*** RECORD EXCERPTS Section Begins ***
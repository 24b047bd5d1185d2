// SPDX-License-Identifier: MPL-2.0
//! Application root state and orchestration between screens.
//!
//! The `App` struct wires together the session, the notification center and
//! the screen components, and translates their events into side effects
//! such as storage writes, toasts or screen switches.

pub mod config;
mod message;
pub mod paths;
mod screen;
mod subscription;
mod update;
mod view;

pub use message::{Flags, Message};
pub use screen::Screen;

use crate::animation::AnimationTiming;
use crate::debounce::Debouncer;
use crate::session::{Session, User};
use crate::storage::LocalStorage;
use crate::ui::dashboard;
use crate::ui::login;
use crate::ui::navbar;
use crate::ui::notifications::{Center, NotificationSettings, Severity, TimerQueue, ToastLayer};
use crate::ui::theming::ThemeMode;
use iced::{window, Element, Subscription, Task, Theme};
use std::fmt;
use std::time::{Duration, Instant};

/// Root Iced application state.
pub struct App {
    screen: Screen,
    /// Effective light or dark mode. `System` is resolved before it lands here.
    theme_mode: ThemeMode,
    session: Session,
    /// Signed-in user, refreshed from the session after every update.
    user: Option<User>,
    center: Center,
    navbar: navbar::State,
    login: login::State,
    /// Query applied to the course list once the debounce settles.
    course_filter: String,
    search_debounce: Debouncer<String>,
    animation_timing: AnimationTiming,
    animations: dashboard::Animations,
    /// Time of the latest tick; views render animations at this instant.
    now: Instant,
}

impl fmt::Debug for App {
    fn fmt(&self, f: &mut fmt::Formatter<'_>) -> fmt::Result {
        f.debug_struct("App")
            .field("screen", &self.screen)
            .field("logged_in", &self.session.is_logged_in())
            .field("toasts", &self.center.len())
            .finish()
    }
}

pub const WINDOW_DEFAULT_WIDTH: u32 = 1100;
pub const WINDOW_DEFAULT_HEIGHT: u32 = 720;
pub const MIN_WINDOW_WIDTH: u32 = 640;
pub const MIN_WINDOW_HEIGHT: u32 = 480;

pub fn window_settings() -> window::Settings {
    window::Settings {
        size: iced::Size::new(WINDOW_DEFAULT_WIDTH as f32, WINDOW_DEFAULT_HEIGHT as f32),
        min_size: Some(iced::Size::new(
            MIN_WINDOW_WIDTH as f32,
            MIN_WINDOW_HEIGHT as f32,
        )),
        ..window::Settings::default()
    }
}

/// Entry point used by `main.rs` to launch the Iced application loop.
pub fn run(flags: Flags) -> iced::Result {
    use std::cell::RefCell;

    // iced requires an `Fn` boot closure; the flags are consumed on first call
    let boot_state = RefCell::new(Some(flags));
    let boot = move || {
        let flags = boot_state.borrow_mut().take().unwrap_or_default();
        App::new(flags)
    };

    iced::application(boot, App::update, App::view)
        .title(App::title)
        .theme(App::theme)
        .window(window_settings())
        .subscription(App::subscription)
        .run()
}

impl Default for App {
    fn default() -> Self {
        Self {
            screen: Screen::Home,
            theme_mode: ThemeMode::Light,
            session: Session::default(),
            user: None,
            center: Center::default(),
            navbar: navbar::State::default(),
            login: login::State::default(),
            course_filter: String::new(),
            search_debounce: Debouncer::default(),
            animation_timing: AnimationTiming::default(),
            animations: dashboard::Animations::default(),
            now: Instant::now(),
        }
    }
}

impl App {
    /// Builds the initial state from config, local storage and CLI flags.
    ///
    /// Load problems never abort startup; they surface as warning toasts.
    fn new(flags: Flags) -> (Self, Task<Message>) {
        let (config, config_warning) = config::load();
        let (storage, storage_warning) = LocalStorage::load();
        let session = Session::new(storage);

        let notification_settings = NotificationSettings::from(&config.notifications);
        let center = Center::with_settings(
            ToastLayer::new(),
            TimerQueue::new(),
            notification_settings,
        );

        // CLI flag, then the last toggle, then settings.toml
        let theme_mode = flags
            .theme
            .as_deref()
            .and_then(|raw| {
                let parsed = ThemeMode::parse(raw);
                if parsed.is_none() {
                    tracing::warn!(theme = raw, "unknown theme; ignoring");
                }
                parsed
            })
            .or_else(|| session.saved_theme())
            .unwrap_or(config.general.theme_mode)
            .resolved();

        let debounce_ms = config
            .search
            .debounce_ms
            .unwrap_or(config::DEFAULT_SEARCH_DEBOUNCE_MS);

        let mut app = App {
            theme_mode,
            user: session.user(),
            session,
            center,
            search_debounce: Debouncer::new(Duration::from_millis(debounce_ms)),
            animation_timing: AnimationTiming::from(&config.animations),
            ..Self::default()
        };

        for warning in [config_warning, storage_warning].into_iter().flatten() {
            app.center.notify(warning, Severity::Warning);
        }

        if let Some(message) = flags.notify {
            let severity = flags.severity.as_deref().unwrap_or(Severity::Info.name());
            app.center.notify_named(message, severity);
        }

        tracing::info!(theme = %app.theme_mode, logged_in = app.session.is_logged_in(), "started");
        (app, Task::none())
    }

    fn title(&self) -> String {
        match self.screen {
            Screen::Home => "LearnHub".to_string(),
            screen => format!("{} - LearnHub", screen.label()),
        }
    }

    fn theme(&self) -> Theme {
        self.theme_mode.theme()
    }

    fn subscription(&self) -> Subscription<Message> {
        subscription::create_tick_subscription(
            self.center.has_pending_timers(),
            self.animations.is_running_at(self.now),
            self.search_debounce.is_pending(),
        )
    }

    fn update(&mut self, message: Message) -> Task<Message> {
        let mut ctx = update::UpdateContext {
            screen: &mut self.screen,
            theme_mode: &mut self.theme_mode,
            session: &mut self.session,
            center: &mut self.center,
            navbar: &mut self.navbar,
            login: &mut self.login,
            course_filter: &mut self.course_filter,
            search_debounce: &mut self.search_debounce,
            animation_timing: &self.animation_timing,
            animations: &mut self.animations,
            now: &mut self.now,
        };

        let task = match message {
            Message::SwitchScreen(target) => update::handle_screen_switch(&mut ctx, target),
            Message::Navbar(navbar_message) => {
                update::handle_navbar_message(&mut ctx, navbar_message)
            }
            Message::Login(login_message) => update::handle_login_message(&mut ctx, login_message),
            Message::Dashboard(dashboard_message) => {
                update::handle_dashboard_message(&mut ctx, dashboard_message)
            }
            Message::Notification(notification_message) => {
                ctx.center.handle_message(&notification_message);
                Task::none()
            }
            Message::Tick(now) => update::handle_tick(&mut ctx, now),
        };

        self.user = self.session.user();
        task
    }

    fn view(&self) -> Element<'_, Message> {
        view::view(view::ViewContext {
            screen: self.screen,
            theme_mode: self.theme_mode,
            user: self.user.as_ref(),
            navbar: &self.navbar,
            login: &self.login,
            course_filter: &self.course_filter,
            animations: &self.animations,
            toasts: self.center.surface(),
            now: self.now,
        })
    }
}

#[cfg(test)]
mod tests {
    use super::*;
    use crate::ui::notifications::Lifecycle;
    use crate::validation::ValidationError;

    fn app() -> App {
        App {
            session: Session::new(LocalStorage::in_memory()),
            ..App::default()
        }
    }

    fn toast_texts(app: &App) -> Vec<String> {
        app.center
            .notifications()
            .map(|n| n.message().to_string())
            .collect()
    }

    fn sign_in(app: &mut App, email: &str, password: &str) {
        let _ = app.update(Message::Login(login::Message::EmailChanged(email.into())));
        let _ = app.update(Message::Login(login::Message::PasswordChanged(
            password.into(),
        )));
        let _ = app.update(Message::Login(login::Message::Submit));
    }

    #[test]
    fn protected_screen_redirects_to_login() {
        let mut app = app();
        let _ = app.update(Message::SwitchScreen(Screen::Dashboard));
        assert_eq!(app.screen, Screen::Login);
    }

    #[test]
    fn successful_sign_in_opens_dashboard() {
        let mut app = app();
        sign_in(&mut app, "ada@example.com", "correct horse");

        assert_eq!(app.screen, Screen::Dashboard);
        assert!(app.session.is_logged_in());
        assert_eq!(
            app.session.user().map(|u| u.name),
            Some("ada".to_string())
        );
        assert!(app.center.notifications().any(|n| n.severity() == Severity::Success));
        assert!(!app.animations.counters.is_empty());
    }

    #[test]
    fn invalid_sign_in_shows_each_error() {
        let mut app = app();
        sign_in(&mut app, "nope", "short");

        assert_eq!(app.screen, Screen::Home);
        assert!(!app.session.is_logged_in());
        assert_eq!(
            toast_texts(&app),
            vec![
                ValidationError::InvalidEmail.to_string(),
                ValidationError::PasswordTooShort.to_string(),
            ]
        );
        assert!(app
            .center
            .notifications()
            .all(|n| n.severity() == Severity::Error));
    }

    #[test]
    fn bell_shows_info_toast() {
        let mut app = app();
        let _ = app.update(Message::Navbar(navbar::Message::Bell));
        assert_eq!(toast_texts(&app), vec!["You have 3 new notifications!"]);
    }

    #[test]
    fn search_submit_shows_quoted_term() {
        let mut app = app();
        let _ = app.update(Message::Navbar(navbar::Message::SearchChanged(
            " rust ".into(),
        )));
        let _ = app.update(Message::Navbar(navbar::Message::SearchSubmitted));
        assert_eq!(toast_texts(&app), vec!["Searching for: \"rust\""]);
    }

    #[test]
    fn typing_filters_after_debounce() {
        let mut app = app();
        let start = app.now;
        let _ = app.update(Message::Navbar(navbar::Message::SearchChanged(
            "data".into(),
        )));
        assert!(app.course_filter.is_empty());

        let _ = app.update(Message::Tick(start + Duration::from_secs(1)));
        assert_eq!(app.course_filter, "data");
    }

    #[test]
    fn logout_returns_to_login() {
        let mut app = app();
        sign_in(&mut app, "ada@example.com", "correct horse");
        app.course_filter = "data".into();
        let _ = app.update(Message::Navbar(navbar::Message::SearchChanged(
            "rust".into(),
        )));
        let _ = app.update(Message::Navbar(navbar::Message::Logout));

        assert!(!app.session.is_logged_in());
        assert_eq!(app.screen, Screen::Login);
        assert!(app.course_filter.is_empty());
        assert!(!app.search_debounce.is_pending());
    }

    #[test]
    fn theme_toggle_is_remembered() {
        let mut app = App {
            theme_mode: ThemeMode::Light,
            ..app()
        };
        let _ = app.update(Message::Navbar(navbar::Message::ToggleTheme));
        assert_eq!(app.theme_mode, ThemeMode::Dark);
        assert_eq!(app.session.saved_theme(), Some(ThemeMode::Dark));
    }

    #[test]
    fn theme_follows_stored_mode() {
        let mut app = App {
            theme_mode: ThemeMode::Dark,
            ..app()
        };
        assert_eq!(app.theme(), Theme::Dark);

        let _ = app.update(Message::Navbar(navbar::Message::ToggleTheme));
        assert_eq!(app.theme(), Theme::Light);
        let _ = app.update(Message::Navbar(navbar::Message::ToggleTheme));
        assert_eq!(app.theme_mode, ThemeMode::Dark);
    }

    #[test]
    fn copy_certificate_confirms_with_toast() {
        let mut app = app();
        let _ = app.update(Message::Dashboard(dashboard::Message::CopyCertificate(
            "CERT-1".into(),
        )));
        assert_eq!(toast_texts(&app), vec!["Copied to clipboard!"]);
        assert!(app
            .center
            .notifications()
            .all(|n| n.severity() == Severity::Success));
    }

    #[test]
    fn dismiss_message_removes_toast() {
        let mut app = app();
        let _ = app.update(Message::Navbar(navbar::Message::Bell));
        let id = app.center.notifications().next().map(|n| n.id());
        let Some(id) = id else {
            panic!("expected a toast");
        };

        let _ = app.update(Message::Notification(
            crate::ui::notifications::NotificationMessage::Dismiss(id),
        ));
        assert!(app.center.is_empty());
        assert_eq!(app.center.state(id.into()), Some(Lifecycle::Removed));
    }

    #[test]
    fn toasts_expire_through_ticks() {
        let mut app = app();
        let _ = app.update(Message::Navbar(navbar::Message::Bell));
        let later = Instant::now() + Duration::from_secs(6);

        // expire, then detach after the fade
        let _ = app.update(Message::Tick(later));
        let _ = app.update(Message::Tick(later + Duration::from_secs(1)));
        assert!(app.center.is_empty());
    }
}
*** RECORD EXCERPTS Section Ends ***
BRIEF
Among the lines above, find those with the word "resolved" and list them.

RESPONSE BOX
    /// Effective light or dark mode. `System` is resolved before it lands here.
            .resolved();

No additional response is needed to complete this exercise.